## Dataset entries
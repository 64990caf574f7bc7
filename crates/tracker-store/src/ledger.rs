//! Collaboration ledger
//!
//! The ledger owns every [`Collaboration`] record and answers the questions
//! the rest of the system asks about them: does this actor collaborate on this
//! resource, in which role, and which resources of a kind can the actor see.

use async_trait::async_trait;
use tracker_model::{ActorRef, Collaboration, CollaborationState, ResourceKind, ResourceRef, Role};

use crate::error::StoreResult;

/// Store of collaboration records.
///
/// Implementors provide the record queries; the capability checks are
/// provided on top of [`CollaborationLedger::find`] and
/// [`CollaborationLedger::records_for_kind`].
#[async_trait]
pub trait CollaborationLedger: Send + Sync {
    /// Persist a new record.
    ///
    /// # Errors
    ///
    /// [`StoreError::Validation`](crate::StoreError::Validation) when the
    /// role is blank or either reference points at a missing record.
    async fn create(&self, record: Collaboration) -> StoreResult<Collaboration>;

    /// First record linking `collaborator` to `collaboratable`, if any.
    async fn find(
        &self,
        collaborator: &ActorRef,
        collaboratable: &ResourceRef,
    ) -> StoreResult<Option<Collaboration>>;

    /// All records held by `collaborator`, optionally restricted to `state`.
    async fn records_for(
        &self,
        collaborator: &ActorRef,
        state: Option<CollaborationState>,
    ) -> StoreResult<Vec<Collaboration>>;

    /// Records held by `collaborator` on resources of `kind`.
    async fn records_for_kind(
        &self,
        collaborator: &ActorRef,
        state: Option<CollaborationState>,
        kind: ResourceKind,
    ) -> StoreResult<Vec<Collaboration>>;

    /// All records pointing at `collaboratable`.
    async fn records_on(&self, collaboratable: &ResourceRef) -> StoreResult<Vec<Collaboration>>;

    /// Role of `actor` on `resource`, if they collaborate in any state.
    async fn role_for(&self, actor: &ActorRef, resource: &ResourceRef) -> StoreResult<Option<Role>> {
        Ok(self.find(actor, resource).await?.map(|record| record.role))
    }

    /// State of the collaboration between `actor` and `resource`.
    async fn state_for(
        &self,
        actor: &ActorRef,
        resource: &ResourceRef,
    ) -> StoreResult<Option<CollaborationState>> {
        Ok(self.find(actor, resource).await?.map(|record| record.state))
    }

    /// Check if `actor` holds `role` on `resource`, regardless of state.
    async fn has_role(&self, actor: &ActorRef, resource: &ResourceRef, role: &str) -> StoreResult<bool> {
        Ok(self
            .role_for(actor, resource)
            .await?
            .is_some_and(|held| held.as_str() == role))
    }

    /// Check if `actor` has an active collaboration on `resource`.
    ///
    /// Any active record counts, not only the first one for the pair.
    async fn is_collaborator(&self, actor: &ActorRef, resource: &ResourceRef) -> StoreResult<bool> {
        Ok(self
            .records_for_kind(actor, Some(CollaborationState::Active), resource.kind)
            .await?
            .iter()
            .any(|record| record.collaboratable == *resource))
    }

    /// Check if `actor` owns `resource`.
    async fn is_owner(&self, actor: &ActorRef, resource: &ResourceRef) -> StoreResult<bool> {
        self.has_role(actor, resource, Role::OWNER).await
    }

    /// Resources of `kind` that `actor` collaborates on, in record order.
    async fn collaboratables_of(
        &self,
        actor: &ActorRef,
        kind: ResourceKind,
        state: Option<CollaborationState>,
    ) -> StoreResult<Vec<ResourceRef>> {
        Ok(self
            .records_for_kind(actor, state, kind)
            .await?
            .into_iter()
            .map(|record| record.collaboratable)
            .collect())
    }
}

## Task objective
Could you restate every entry above word for word?

## Worked solution
repository 64990caf574f7bc7
filename crates/tracker-store/src/ledger.rs
//! Collaboration ledger
//!
//! The ledger owns every [`Collaboration`] record and answers the questions
//! the rest of the system asks about them: does this actor collaborate on this
//! resource, in which role, and which resources of a kind can the actor see.

use async_trait::async_trait;
use tracker_model::{ActorRef, Collaboration, CollaborationState, ResourceKind, ResourceRef, Role};

use crate::error::StoreResult;

/// Store of collaboration records.
///
/// Implementors provide the record queries; the capability checks are
/// provided on top of [`CollaborationLedger::find`] and
/// [`CollaborationLedger::records_for_kind`].
#[async_trait]
pub trait CollaborationLedger: Send + Sync {
    /// Persist a new record.
    ///
    /// # Errors
    ///
    /// [`StoreError::Validation`](crate::StoreError::Validation) when the
    /// role is blank or either reference points at a missing record.
    async fn create(&self, record: Collaboration) -> StoreResult<Collaboration>;

    /// First record linking `collaborator` to `collaboratable`, if any.
    async fn find(
        &self,
        collaborator: &ActorRef,
        collaboratable: &ResourceRef,
    ) -> StoreResult<Option<Collaboration>>;

    /// All records held by `collaborator`, optionally restricted to `state`.
    async fn records_for(
        &self,
        collaborator: &ActorRef,
        state: Option<CollaborationState>,
    ) -> StoreResult<Vec<Collaboration>>;

    /// Records held by `collaborator` on resources of `kind`.
    async fn records_for_kind(
        &self,
        collaborator: &ActorRef,
        state: Option<CollaborationState>,
        kind: ResourceKind,
    ) -> StoreResult<Vec<Collaboration>>;

    /// All records pointing at `collaboratable`.
    async fn records_on(&self, collaboratable: &ResourceRef) -> StoreResult<Vec<Collaboration>>;

    /// Role of `actor` on `resource`, if they collaborate in any state.
    async fn role_for(&self, actor: &ActorRef, resource: &ResourceRef) -> StoreResult<Option<Role>> {
        Ok(self.find(actor, resource).await?.map(|record| record.role))
    }

    /// State of the collaboration between `actor` and `resource`.
    async fn state_for(
        &self,
        actor: &ActorRef,
        resource: &ResourceRef,
    ) -> StoreResult<Option<CollaborationState>> {
        Ok(self.find(actor, resource).await?.map(|record| record.state))
    }

    /// Check if `actor` holds `role` on `resource`, regardless of state.
    async fn has_role(&self, actor: &ActorRef, resource: &ResourceRef, role: &str) -> StoreResult<bool> {
        Ok(self
            .role_for(actor, resource)
            .await?
            .is_some_and(|held| held.as_str() == role))
    }

    /// Check if `actor` has an active collaboration on `resource`.
    ///
    /// Any active record counts, not only the first one for the pair.
    async fn is_collaborator(&self, actor: &ActorRef, resource: &ResourceRef) -> StoreResult<bool> {
        Ok(self
            .records_for_kind(actor, Some(CollaborationState::Active), resource.kind)
            .await?
            .iter()
            .any(|record| record.collaboratable == *resource))
    }

    /// Check if `actor` owns `resource`.
    async fn is_owner(&self, actor: &ActorRef, resource: &ResourceRef) -> StoreResult<bool> {
        self.has_role(actor, resource, Role::OWNER).await
    }

    /// Resources of `kind` that `actor` collaborates on, in record order.
    async fn collaboratables_of(
        &self,
        actor: &ActorRef,
        kind: ResourceKind,
        state: Option<CollaborationState>,
    ) -> StoreResult<Vec<ResourceRef>> {
        Ok(self
            .records_for_kind(actor, state, kind)
            .await?
            .into_iter()
            .map(|record| record.collaboratable)
            .collect())
    }
}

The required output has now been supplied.